Start of Extracted material

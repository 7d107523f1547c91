/// What the caller should do after a surface error.
#[derive(Debug, Copy, Clone, Eq, PartialEq)]
pub enum SurfaceErrorAction {
    /// Surface was reconfigured; try again next frame.
    Reconfigured,
    SkipFrame,
    /// Usually out of memory.
    Fatal,
}
//! Batched sprite rendering.
//!
//! `SpriteBatch` accumulates geometry into vertex/index arenas and records
//! state changes as contexts; a [`DrawBackend`] replays them.
//!
//! Convention:
//! - geometry is in whatever space the perspective matrix maps to clip space
//! - vertex colors are straight alpha, packed RGBA8

mod backend;
mod batch;
mod blend;
mod context;
mod stencil;
mod target;
mod text;
mod texture;
mod wgpu_backend;

pub use backend::{DrawBackend, DrawCall, RecordedCall, RecordedDraw, RecordingBackend};
pub use batch::{BatchConfig, BatchState, SpriteBatch, SpriteMesh, PERSPECTIVE_UNIFORM, TEXTURE_SAMPLER};
pub use blend::{Blend, BlendEquation, BlendFactor, BlendMode};
pub use context::{
    context_buffer, Context, DepthState, Recorded, CONTEXT_BLOCK, CONTEXT_BLOCK_SIZE,
    CONTEXT_LAYOUT, DRAW_BLUR, DRAW_GRADIENT, DRAW_SCISSOR, DRAW_TEXTURE,
};
pub use stencil::{
    StencilCompare, StencilEffect, StencilMode, StencilOp, StencilPassOp, StencilRead,
    StencilRule, StencilState, StencilTest, StencilWrite, BOTH_HALVES, LOWER_HALF, UPPER_HALF,
};
pub use target::RenderTarget;
pub use text::{GlyphQuad, GlyphRun};
pub use texture::{Texture, TextureId};
pub use wgpu_backend::WgpuBackend;

use crate::shader::Shader;

pub const SPRITE_VERTEX_SHADER: &str = include_str!("shaders/sprite.vert");
pub const SPRITE_FRAGMENT_SHADER: &str = include_str!("shaders/sprite.frag");

/// Uncompiled instance of the built-in sprite shader.
pub fn sprite_shader() -> Shader {
    Shader::new(SPRITE_VERTEX_SHADER, SPRITE_FRAGMENT_SHADER)
}
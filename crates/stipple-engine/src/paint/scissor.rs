use glam::{Affine2, Vec2};

use crate::coords::Rect;

/// A (possibly transformed) rectangular scissor mask.
///
/// Unlike hardware scissoring, the mask is evaluated in the fragment shader,
/// so rotated rectangles work and edges can be softened by `fringe`.
#[derive(Debug, Copy, Clone, PartialEq)]
pub struct Scissor {
    pub bounds: Rect,
    pub transform: Affine2,
    pub fringe: f32,
}

impl Scissor {
    pub fn new(bounds: Rect) -> Self {
        Self {
            bounds: bounds.normalized(),
            transform: Affine2::IDENTITY,
            fringe: 1.0,
        }
    }

    pub fn with_transform(bounds: Rect, transform: Affine2) -> Self {
        Self {
            transform,
            ..Self::new(bounds)
        }
    }

    /// Matrix mapping a position into box space centered on the scissor.
    pub fn matrix(&self) -> Affine2 {
        (self.transform * Affine2::from_translation(self.bounds.center())).inverse()
    }

    #[inline]
    pub fn extent(&self) -> Vec2 {
        self.bounds.size * 0.5
    }

    /// Per-axis edge scale; the shader multiplies signed distances by it.
    pub fn fringe_scale(&self) -> Vec2 {
        let fringe = self.fringe.max(f32::EPSILON);
        let m = self.transform.matrix2;
        let sx = Vec2::new(m.x_axis.x, m.y_axis.x).length();
        let sy = Vec2::new(m.x_axis.y, m.y_axis.y).length();
        Vec2::new(sx / fringe, sy / fringe)
    }

    /// Restricts this scissor to the overlap with `other` when both share a transform.
    ///
    /// Scissors with different transforms cannot be intersected exactly; the
    /// incoming one wins in that case.
    pub fn intersect(&self, other: &Scissor) -> Scissor {
        if self.transform != other.transform {
            return *other;
        }
        let bounds = self
            .bounds
            .intersect(other.bounds)
            .unwrap_or(Rect::from_origin_size(self.bounds.origin, Vec2::ZERO));
        Scissor { bounds, ..*other }
    }

    /// CPU reference for the shader test (hard edge).
    pub fn contains(&self, p: Vec2) -> bool {
        let local = self.matrix().transform_point2(p);
        let ext = self.extent();
        local.x.abs() <= ext.x && local.y.abs() <= ext.y
    }
}

#[cfg(test)]
mod tests {
    use super::*;

    #[test]
    fn rotated_scissor_contains_rotated_points() {
        let s = Scissor::with_transform(
            Rect::new(0.0, 0.0, 10.0, 2.0),
            Affine2::from_angle(std::f32::consts::FRAC_PI_2),
        );
        // The box (center 5,1) rotated a quarter turn lands around (-1, 5).
        assert!(s.contains(Vec2::new(-1.0, 5.0)));
        assert!(!s.contains(Vec2::new(5.0, 1.0)));
    }

    #[test]
    fn intersect_shrinks_bounds() {
        let a = Scissor::new(Rect::new(0.0, 0.0, 10.0, 10.0));
        let b = Scissor::new(Rect::new(5.0, 5.0, 10.0, 10.0));
        assert_eq!(a.intersect(&b).bounds, Rect::new(5.0, 5.0, 5.0, 5.0));
    }
}
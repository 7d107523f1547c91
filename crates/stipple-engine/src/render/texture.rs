use glam::Vec2;

/// Backend-side texture handle.
#[derive(Debug, Copy, Clone, PartialEq, Eq, Hash, PartialOrd, Ord)]
pub struct TextureId(pub u64);

/// A texture as the batch sees it: identity, size, bind point and the
/// `s`/`t` sub-region shapes are mapped onto.
///
/// Pixel data lives in the backend (see `WgpuBackend::create_texture`).
#[derive(Debug, Copy, Clone, PartialEq)]
pub struct Texture {
    pub id: TextureId,
    pub width: u32,
    pub height: u32,
    pub bind_point: u32,
    pub min_s: f32,
    pub max_s: f32,
    pub min_t: f32,
    pub max_t: f32,
}

impl Texture {
    /// Whole-texture region on bind point 0.
    pub fn new(id: TextureId, width: u32, height: u32) -> Self {
        Self {
            id,
            width,
            height,
            bind_point: 0,
            min_s: 0.0,
            max_s: 1.0,
            min_t: 0.0,
            max_t: 1.0,
        }
    }

    /// Same texture restricted to the pixel rectangle `(x, y, w, h)`.
    pub fn region(&self, x: u32, y: u32, w: u32, h: u32) -> Self {
        let (tw, th) = (self.width.max(1) as f32, self.height.max(1) as f32);
        Self {
            min_s: x as f32 / tw,
            max_s: (x + w) as f32 / tw,
            min_t: y as f32 / th,
            max_t: (y + h) as f32 / th,
            ..*self
        }
    }

    #[inline]
    pub fn uv_min(&self) -> Vec2 {
        Vec2::new(self.min_s, self.min_t)
    }

    #[inline]
    pub fn uv_max(&self) -> Vec2 {
        Vec2::new(self.max_s, self.max_t)
    }

    /// One texel in uv units.
    #[inline]
    pub fn texel(&self) -> Vec2 {
        Vec2::new(1.0 / self.width.max(1) as f32, 1.0 / self.height.max(1) as f32)
    }
}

End of Extracted material

## What you should do
Please print the lines from the start of the records up to and including the line with "to clip space", copying each one exactly and leaving out the rest.

## Exercise solution
repository 7d107523f1547c91
/// What the caller should do after a surface error.
#[derive(Debug, Copy, Clone, Eq, PartialEq)]
pub enum SurfaceErrorAction {
    /// Surface was reconfigured; try again next frame.
    Reconfigured,
    SkipFrame,
    /// Usually out of memory.
    Fatal,
}
//! Batched sprite rendering.
//!
//! `SpriteBatch` accumulates geometry into vertex/index arenas and records
//! state changes as contexts; a [`DrawBackend`] replays them.
//!
//! Convention:
//! - geometry is in whatever space the perspective matrix maps to clip space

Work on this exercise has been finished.